Why 24 bits, 20 bits was all you neeeded in the era of 64K drams.
The undeveloped 65e4 claimed to be the ultimate mico, but I am having
problems reading the pdf. Ben.
PS: R65F11 (6502 ish) had FORTH kernal built in rom. Is that a Forth
cpu? or 6502?

Indeed, even with 256Kbit dram chips you need more than 32 of them before 20 bits becomes a limit. But 24 bits fit nicely in 3 bytes which works well both with register and pointers in memory, so why not? An application or hardware can always ignore address bits it doesn’t need.

I haven’t seen it, so can’t compare it. Let me check… ah, the datasheet is from 1982. At first glance it seems like MOS’s answer to Intel’s iAPX432 and given the time frame it is not hard to imagine why they abandoned it. At least it could also execute 6502 code. There have been more modern attempts to extend to 6502 to 32 bits but I think the Acorn people were right: you might as well just do a RISC.

There are also processors with TinyBASIC in ROM. A conventional processor with an internal Forth interpreter certainly looks like a Forth processor to the user.

2 Likes

A cpu with 8 bits of data and bit 9 as flag bit, is stiil a 8 bit cpu data wise.
Set,clear and test flag would only effect bit #9. Then you could be like the
early computers that could process data of varable length.
RISC is not the answer, because when IBM forced 8 bit bytes on the
world, characters where string style acess. Set pointers up and
process a string. Data types where half and full words. A odd floating
point number here or there. The IBM 360 is CISC because of all the
weird instructions to fit in a 16 bit opcode. The same goes for the PDP 11. You need a few more bits for your opcodes to have a simple machine, if you have lots of memory access like arrays or records.

A 24 bit machine is the cleanest design I have so far, and that just
characters (12 bits) and ints (24). Real numbers are 48 bits, as
software trap.
Ben.

Very nice machine @jecel! (@Keith_Clark is a member here but not a frequent visitor.)

I think I will reference this machine over on anycpu. Done!

A post was split to a new topic: A 32-bit successor to 6502: the MCS65E4 (1982 design doc)

The idea behind retro8 is to have some shock value, to make people rethink some of their ideas about 8 bit microprocessors.
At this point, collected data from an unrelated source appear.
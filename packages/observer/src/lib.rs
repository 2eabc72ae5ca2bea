//! Playback-side session driver.
//!
//! The gateway owns the HTTP surface; this crate owns the pacing of a
//! single watched session: stepping, batching, full playouts and timed
//! auto-play, with an explicit state machine that keeps at most one
//! advance request in flight.

pub mod api;
pub mod controller;
pub mod scheduler;

pub use api::{ApiError, GatewayClient, SessionApi};
pub use controller::{apply, ControllerState, Event, Mode, TurnController};
pub use scheduler::AutoPlay;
For an actual project I would prefer a RISC like my own baby42 (4 bytes data, 2 byte instruction).

One example I used of baby42 assembly is the pointer chasing code fragment Jan Gray used to illustrate his own XR16 processor:

typedef struct TN {
  char k;
  struct TN *left, *right;
} *T;

T search(int key, T p) {
  while (p && p->k != key)
    if (p->k < key)
      p = p->right;
    else
      p = p->left;
    return p;
}

What would this look like in retro8+ assembly?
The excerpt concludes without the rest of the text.